Google has patched 11 serious bugs in the platform, plus dozens of less severe security issues
Google has patched a serious Android bug that could allow remote attackers to execute malicious code on devices running the software.
The bug, which affects the Media framework in Android versions 6.x Marshmallow to 8.1 Oreo, involves the use of a specially crafted file and can execute arbitrary code within the context of a privileged process.
Google ranked the issue as ‘critical’ based on the effect exploiting it would have if mitigations were turned off or bypassed. Security software such as Google Play Protect can block attacks attempting to exploit the bug.
The company said it wasn’t aware of any reports that the bug or the others released in its March security update were being actively exploited.
Eleven ‘critical’ flaws
Google’s Android Security Bulletin for March lists a total of 37 vulnerabilities, 11 of which are ranked as critical, including four affecting the Media framework.
Three of those bugs allowed remote code execution, with the fourth permitting attackers to obtain higher privileges, and thus to penetrate more deeply into the system.

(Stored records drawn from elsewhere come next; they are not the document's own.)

#[cfg(test)]
mod tests {
    use super::*;
    use crate::push::DispatchReport;
    use crate::store::MemoryStore;
    use async_trait::async_trait;
    use serde_json::json;
    use std::sync::Mutex;

    #[derive(Default)]
    struct Recorder {
        sent: Mutex<Vec<NotificationPayload>>,
    }

    #[async_trait]
    impl Notifier for Recorder {
        async fn notify(&self, payload: NotificationPayload) -> Result<DispatchReport> {
            self.sent.lock().unwrap().push(payload);
            Ok(DispatchReport::default())
        }
    }

    fn setup() -> (Arc<MemoryStore>, Arc<Recorder>, CounterAggregator) {
        setup_with_title("{name} membalas komentar anda:")
    }

    fn setup_with_title(reply_title: &str) -> (Arc<MemoryStore>, Arc<Recorder>, CounterAggregator) {
        let store = Arc::new(MemoryStore::new());
        let recorder = Arc::new(Recorder::default());
        let aggregator = CounterAggregator::new(
            store.clone(),
            Arc::new(CategoryResolver::default()),
            recorder.clone(),
            "FLUTTER_NOTIFICATION_CLICK",
            reply_title,
        );
        (store, recorder, aggregator)
    }

    fn created(value: serde_json::Value) -> ChangeEvent<ResponseSnapshot> {
        ChangeEvent {
            id: "new".to_string(),
            timestamp: String::new(),
            before: None,
            after: Some(serde_json::from_value(value).unwrap()),
        }
    }

    async fn put(store: &MemoryStore, doc: DocRef, value: serde_json::Value) {
        let serde_json::Value::Object(data) = value else {
            panic!("expected object");
        };
        store.set(&doc, data).await.unwrap();
    }

    #[tokio::test]
    async fn test_comment_on_routed_collection() {
        let (store, _, aggregator) = setup();
        put(&store, DocRef::new("kriminal", "5"), json!({})).await;

        let change = aggregator
            .apply(&created(json!({
                "user_id": "u1", "type": "COMMENT", "entry_id": 5, "entry_category_id": 11
            })))
            .await
            .unwrap();

        assert_eq!(
            change,
            CounterChange::CommentAdded {
                ancestors: 0,
                notified: false
            }
        );
        let entry = store.get(&DocRef::new("kriminal", "5")).await.unwrap().unwrap();
        assert_eq!(entry.get_i64(COMMENT_COUNT), Some(1));
    }

    #[tokio::test]
    async fn test_nested_reply_counts_parent_and_thread() {
        let (store, recorder, aggregator) = setup();
        put(&store, DocRef::new("entries", "1"), json!({"comment_count": 2})).await;
        put(&store, DocRef::new(ENTRY_RESPONSES, "c1"), json!({"user_id": "a"})).await;
        put(&store, DocRef::new(ENTRY_RESPONSES, "r1"), json!({"user_id": "b", "reply_count": 0})).await;

        let change = aggregator
            .apply(&created(json!({
                "user_id": "c", "type": "COMMENT", "entry_id": 1, "entry_category_id": 2,
                "parent_id": "r1", "thread_id": "c1", "comment": "agreed",
                "user": {"name": "Komang", "avatar": "https://a/k.png"}
            })))
            .await
            .unwrap();

        assert_eq!(
            change,
            CounterChange::CommentAdded {
                ancestors: 2,
                notified: true
            }
        );
        let get = |id: &'static str| {
            let store = store.clone();
            async move { store.get(&DocRef::new(ENTRY_RESPONSES, id)).await.unwrap().unwrap() }
        };
        assert_eq!(get("c1").await.get_i64(REPLY_COUNT), Some(1));
        assert_eq!(get("r1").await.get_i64(REPLY_COUNT), Some(1));

        let sent = recorder.sent.lock().unwrap();
        assert_eq!(sent.len(), 1);
        assert_eq!(sent[0].user_id, "b");
        assert_eq!(sent[0].title, "Komang membalas komentar anda:");
        assert_eq!(sent[0].body, "agreed");
        assert_eq!(sent[0].image.as_deref(), Some("https://a/k.png"));
        assert_eq!(sent[0].data.data_type, DATA_TYPE_RESPONSE);
    }

    #[tokio::test]
    async fn test_reply_title_template() {
        let (store, recorder, aggregator) = setup_with_title("{name} replied to your comment:");
        put(&store, DocRef::new("entries", "1"), json!({})).await;
        put(&store, DocRef::new(ENTRY_RESPONSES, "c1"), json!({"user_id": "a"})).await;

        for (id, user) in [("r1", json!({"name": "Komang"})), ("r2", json!({}))] {
            aggregator
                .apply(&ChangeEvent {
                    id: id.to_string(),
                    ..created(json!({
                        "user_id": "c", "type": "COMMENT", "entry_id": 1,
                        "parent_id": "c1", "thread_id": "c1", "comment": "ok", "user": user
                    }))
                })
                .await
                .unwrap();
        }

        let sent = recorder.sent.lock().unwrap();
        let titles: Vec<&str> = sent.iter().map(|p| p.title.as_str()).collect();
        assert_eq!(titles, vec!["Komang replied to your comment:", "Seseorang replied to your comment:"]);
    }

    #[tokio::test]
    async fn test_missing_ancestors_are_skipped() {
        let (store, recorder, aggregator) = setup();
        put(&store, DocRef::new("entries", "1"), json!({})).await;

        let change = aggregator
            .apply(&created(json!({
                "user_id": "c", "type": "COMMENT", "entry_id": 1,
                "parent_id": "gone", "thread_id": "also-gone"
            })))
            .await
            .unwrap();

        assert_eq!(
            change,
            CounterChange::CommentAdded {
                ancestors: 0,
                notified: false
            }
        );
        assert!(recorder.sent.lock().unwrap().is_empty());
    }

    #[tokio::test]
    async fn test_reply_to_own_comment_is_not_notified() {
        let (store, recorder, aggregator) = setup();
        put(&store, DocRef::new("entries", "1"), json!({})).await;
        put(&store, DocRef::new(ENTRY_RESPONSES, "c1"), json!({"user_id": "u1"})).await;

        aggregator
            .apply(&created(json!({
                "user_id": "u1", "type": "COMMENT", "entry_id": 1,
                "parent_id": "c1", "thread_id": "c1", "comment": "edit: typo"
            })))
            .await
            .unwrap();

        assert!(recorder.sent.lock().unwrap().is_empty());
    }

    #[tokio::test]
    async fn test_comment_on_missing_entry_fails() {
        let (_, _, aggregator) = setup();
        let err = aggregator
            .apply(&created(json!({"user_id": "u", "type": "COMMENT", "entry_id": 404})))
            .await
            .unwrap_err();
        assert!(!err.is_retryable());
    }

    #[tokio::test]
    async fn test_reaction_without_value_is_rejected() {
        let (store, _, aggregator) = setup();
        put(&store, DocRef::new("entries", "1"), json!({})).await;

        let err = aggregator
            .apply(&created(json!({"user_id": "u", "type": "REACTION", "entry_id": 1})))
            .await
            .unwrap_err();
        assert!(matches!(err, AppError::Validation(_)));
    }

    #[tokio::test]
    async fn test_comment_edit_is_unchanged() {
        let (_, _, aggregator) = setup();
        let snapshot: ResponseSnapshot = serde_json::from_value(json!({
            "user_id": "u", "type": "COMMENT", "entry_id": 1, "comment": "v2"
        }))
        .unwrap();
        let event = ChangeEvent {
            id: "c1".to_string(),
            timestamp: String::new(),
            before: Some(snapshot.clone()),
            after: Some(snapshot),
        };

        assert_eq!(aggregator.apply(&event).await.unwrap(), CounterChange::Unchanged);
    }

    #[tokio::test]
    async fn test_delete_reply_keeps_ancestor_counts() {
        let (store, _, aggregator) = setup();
        put(&store, DocRef::new("entries", "1"), json!({"comment_count": 2})).await;
        put(&store, DocRef::new(ENTRY_RESPONSES, "c1"), json!({"reply_count": 1})).await;

        let event = ChangeEvent {
            id: "r1".to_string(),
            timestamp: String::new(),
            before: Some(
                serde_json::from_value(json!({
                    "user_id": "u", "type": "COMMENT", "entry_id": 1,
                    "parent_id": "c1", "thread_id": "c1"
                }))
                .unwrap(),
            ),
            after: None,
        };

        let change = aggregator.apply(&event).await.unwrap();
        assert_eq!(change, CounterChange::CommentRemoved { pruned: 0 });

        let entry = store.get(&DocRef::new("entries", "1")).await.unwrap().unwrap();
        assert_eq!(entry.get_i64(COMMENT_COUNT), Some(1));
        let thread = store.get(&DocRef::new(ENTRY_RESPONSES, "c1")).await.unwrap().unwrap();
        assert_eq!(thread.get_i64(REPLY_COUNT), Some(1));
    }
}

Four bugs in the Android System allow attackers to execute remote code, as do two affecting Qualcomm components. Issues affecting Kernel and Nvidia components were considered less severe, with some allowing local malicious applications to execute code.
Google said it would release updated factory images for Pixel and Nexus devices immediately, with over-the-air (OTA) updates set to follow soon. Updates from other device manufacturers usually follow some time after Google’s initial patches.
Users who don’t want to wait for the OTA updates can manually apply the images to their devices using desktop-based software.
Google said it would release the patches to the Android Open Source Project (AOSP) repository within the next 48 hours.